== Aim of the exercise ==
Return all the records, each one exactly as given.

== Stored dataset items ==
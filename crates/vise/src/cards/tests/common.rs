use std::sync::{Arc, Mutex};

use axum::response::Response;
use chrono::{DateTime, NaiveDate, Utc};
use rust_decimal::Decimal;
use serde_json::Value;

use crate::cards::domain::{
    Client, ClientId, NewClient, PurchaseSubmission, RegistrationSubmission,
};
use crate::cards::eligibility::{EligibilityConfig, EligibilityEvaluator};
use crate::cards::events::{EventError, EventSink, EventType, ServiceEvent};
use crate::cards::registry::{ClientRegistry, InMemoryClientRegistry, RegistryError};
use crate::cards::{card_router, CardService};

pub(super) fn evaluator() -> EligibilityEvaluator {
    EligibilityEvaluator::new(EligibilityConfig::default())
}

/// Midday UTC on the given January 2025 day (13th is a Monday, 19th a Sunday).
pub(super) fn january(day: u32) -> DateTime<Utc> {
    NaiveDate::from_ymd_opt(2025, 1, day)
        .and_then(|date| date.and_hms_opt(12, 0, 0))
        .expect("valid date")
        .and_utc()
}

pub(super) fn registration(
    card_type: &str,
    income: Decimal,
    vise_club: bool,
    country: &str,
) -> RegistrationSubmission {
    RegistrationSubmission {
        name: Some("Ana Torres".to_string()),
        country: Some(country.to_string()),
        monthly_income: Some(income),
        vise_club: Some(vise_club),
        card_type: Some(card_type.to_string()),
    }
}

pub(super) fn purchase(
    client_id: ClientId,
    amount: Decimal,
    purchase_date: &str,
    country: &str,
) -> PurchaseSubmission {
    PurchaseSubmission {
        client_id: Some(client_id.0),
        amount: Some(amount),
        currency: Some("USD".to_string()),
        purchase_date: Some(purchase_date.to_string()),
        purchase_country: Some(country.to_string()),
    }
}

pub(super) fn build_service() -> (
    CardService<InMemoryClientRegistry, MemoryEvents>,
    Arc<InMemoryClientRegistry>,
    Arc<MemoryEvents>,
) {
    let registry = Arc::new(InMemoryClientRegistry::default());
    let events = Arc::new(MemoryEvents::default());
    let service =
        CardService::new(registry.clone(), events.clone(), EligibilityConfig::default());
    (service, registry, events)
}

pub(super) fn card_router_with_service(
    service: CardService<InMemoryClientRegistry, MemoryEvents>,
) -> axum::Router {
    card_router(Arc::new(service))
}

#[derive(Default, Clone)]
pub(super) struct MemoryEvents {
    events: Arc<Mutex<Vec<ServiceEvent>>>,
}

impl MemoryEvents {
    pub(super) fn events(&self) -> Vec<ServiceEvent> {
        self.events.lock().expect("event mutex poisoned").clone()
    }

    pub(super) fn of_type(&self, event_type: EventType) -> Vec<ServiceEvent> {
        self.events()
            .into_iter()
            .filter(|event| event.event_type == event_type)
            .collect()
    }
}

impl EventSink for MemoryEvents {
    fn record(&self, event: ServiceEvent) -> Result<(), EventError> {
        self.events
            .lock()
            .expect("event mutex poisoned")
            .push(event);
        Ok(())
    }
}

pub(super) struct FailingEvents;

impl EventSink for FailingEvents {
    fn record(&self, _event: ServiceEvent) -> Result<(), EventError> {
        Err(EventError::Transport("collector offline".to_string()))
    }
}

pub(super) struct UnavailableRegistry;

impl ClientRegistry for UnavailableRegistry {
    fn register(&self, _client: NewClient) -> Result<Client, RegistryError> {
        Err(RegistryError::Unavailable("storage offline".to_string()))
    }

    fn find_by_id(&self, _id: ClientId) -> Result<Option<Client>, RegistryError> {
        Err(RegistryError::Unavailable("storage offline".to_string()))
    }

    fn list(&self) -> Result<Vec<Client>, RegistryError> {
        Err(RegistryError::Unavailable("storage offline".to_string()))
    }
}

pub(super) async fn read_json_body(response: Response) -> Value {
    let body = axum::body::to_bytes(response.into_body(), 64 * 1024)
        .await
        .expect("read body");
    serde_json::from_slice(&body).expect("json payload")
}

== Reply to the exercise ==
filename crates/vise/src/cards/tests/common.rs
use std::sync::{Arc, Mutex};

use axum::response::Response;
use chrono::{DateTime, NaiveDate, Utc};
use rust_decimal::Decimal;
use serde_json::Value;

use crate::cards::domain::{
    Client, ClientId, NewClient, PurchaseSubmission, RegistrationSubmission,
};
use crate::cards::eligibility::{EligibilityConfig, EligibilityEvaluator};
use crate::cards::events::{EventError, EventSink, EventType, ServiceEvent};
use crate::cards::registry::{ClientRegistry, InMemoryClientRegistry, RegistryError};
use crate::cards::{card_router, CardService};

pub(super) fn evaluator() -> EligibilityEvaluator {
    EligibilityEvaluator::new(EligibilityConfig::default())
}

/// Midday UTC on the given January 2025 day (13th is a Monday, 19th a Sunday).
pub(super) fn january(day: u32) -> DateTime<Utc> {
    NaiveDate::from_ymd_opt(2025, 1, day)
        .and_then(|date| date.and_hms_opt(12, 0, 0))
        .expect("valid date")
        .and_utc()
}

pub(super) fn registration(
    card_type: &str,
    income: Decimal,
    vise_club: bool,
    country: &str,
) -> RegistrationSubmission {
    RegistrationSubmission {
        name: Some("Ana Torres".to_string()),
        country: Some(country.to_string()),
        monthly_income: Some(income),
        vise_club: Some(vise_club),
        card_type: Some(card_type.to_string()),
    }
}

pub(super) fn purchase(
    client_id: ClientId,
    amount: Decimal,
    purchase_date: &str,
    country: &str,
) -> PurchaseSubmission {
    PurchaseSubmission {
        client_id: Some(client_id.0),
        amount: Some(amount),
        currency: Some("USD".to_string()),
        purchase_date: Some(purchase_date.to_string()),
        purchase_country: Some(country.to_string()),
    }
}

pub(super) fn build_service() -> (
    CardService<InMemoryClientRegistry, MemoryEvents>,
    Arc<InMemoryClientRegistry>,
    Arc<MemoryEvents>,
) {
    let registry = Arc::new(InMemoryClientRegistry::default());
    let events = Arc::new(MemoryEvents::default());
    let service =
        CardService::new(registry.clone(), events.clone(), EligibilityConfig::default());
    (service, registry, events)
}

pub(super) fn card_router_with_service(
    service: CardService<InMemoryClientRegistry, MemoryEvents>,
) -> axum::Router {
    card_router(Arc::new(service))
}

#[derive(Default, Clone)]
pub(super) struct MemoryEvents {
    events: Arc<Mutex<Vec<ServiceEvent>>>,
}

impl MemoryEvents {
    pub(super) fn events(&self) -> Vec<ServiceEvent> {
        self.events.lock().expect("event mutex poisoned").clone()
    }

    pub(super) fn of_type(&self, event_type: EventType) -> Vec<ServiceEvent> {
        self.events()
            .into_iter()
            .filter(|event| event.event_type == event_type)
            .collect()
    }
}

impl EventSink for MemoryEvents {
    fn record(&self, event: ServiceEvent) -> Result<(), EventError> {
        self.events
            .lock()
            .expect("event mutex poisoned")
            .push(event);
        Ok(())
    }
}

pub(super) struct FailingEvents;

impl EventSink for FailingEvents {
    fn record(&self, _event: ServiceEvent) -> Result<(), EventError> {
        Err(EventError::Transport("collector offline".to_string()))
    }
}

pub(super) struct UnavailableRegistry;

impl ClientRegistry for UnavailableRegistry {
    fn register(&self, _client: NewClient) -> Result<Client, RegistryError> {
        Err(RegistryError::Unavailable("storage offline".to_string()))
    }

    fn find_by_id(&self, _id: ClientId) -> Result<Option<Client>, RegistryError> {
        Err(RegistryError::Unavailable("storage offline".to_string()))
    }

    fn list(&self) -> Result<Vec<Client>, RegistryError> {
        Err(RegistryError::Unavailable("storage offline".to_string()))
    }
}

pub(super) async fn read_json_body(response: Response) -> Value {
    let body = axum::body::to_bytes(response.into_body(), 64 * 1024)
        .await
        .expect("read body");
    serde_json::from_slice(&body).expect("json payload")
}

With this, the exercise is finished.